O Conselho de Ética da Câmara dos Deputados aprovou, na terça-feira (9), uma recomendação de suspensão de três meses para o deputado Marcos Pollon (PL-MS) por declarações consideradas desrespeitosas em relação ao presidente da Câmara, Hugo Motta (Republicanos-PB).
Com um resultado de 9 votos a 4, a decisão agora pode ser contestada por Pollon na Comissão de Constituição e Justiça antes de seguir para votação no plenário, que terá a palavra final sobre o assunto.

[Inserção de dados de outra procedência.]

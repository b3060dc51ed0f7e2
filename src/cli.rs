use clap::Parser;

#[derive(Parser, Debug)]
#[command(
    name = "debsweep",
    about = "Debsweep - keep a Debian host upgraded and tidy in one pass",
    version,
    author
)]
pub struct Cli {
    /// Show what each apply step would run without changing the system
    #[arg(short = 'n', long)]
    pub dry_run: bool,

    /// Echo each invoked command and surface stderr when a command fails
    #[arg(short, long)]
    pub verbose: bool,

    /// Run the check phases only and skip every apply phase
    #[arg(short, long)]
    pub check_only: bool,
}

Histórico de queixas contra Pollon
Este não é o primeiro episódio que envolve Pollon. Ele já havia enfrentado uma recomendação de suspensão anterior, aprovada pelo Conselho, devido a sua atuação enquanto membro da Mesa Diretora, quando dificultou o andamento dos trabalhos legislativos em agosto de 2025. Naquela ocasião, a penalidade sugerida foi de dois meses, mas a análise ainda está pendente.
Ofensas durante protesto
O atual caso surge após Pollon ter feito declarações ofensivas durante um protesto em Campo Grande (MS). Ao manifestar seu descontentamento quanto à falta de pauta de um projeto de anistia aos participantes da tentativa de golpe em 8 de janeiro, ele fez comentários depreciativos sobre Motta, incluindo frases de conteúdo agressivo e desrespeitoso.
""Nós queremos colocar o povo para enfrentar o Alexandre de Moraes, mas nós não podemos peitar o bosta do Hugo Motta, um baixinho de 1,60m."
Pollon defendeu-se afirmando que suas palavras não configurariam quebra de decoro parlamentar e que não existiam evidências claras que comprovassem sua suposta desobediência.
Posicionamento do relator
O deputado Ricardo Maia (MDB-BA), relator do caso, argumentou que a imunidade parlamentar não se aplica a comportamentos que atentam contra a dignidade da Casa. Ele destacou que existe uma linha tênue entre crítica política e ofensas pessoais, sendo estas últimas inaceitáveis no debate democrático.
✨ A suspensão recomendada foi de três meses em razão da quebra de decoro parlamentar.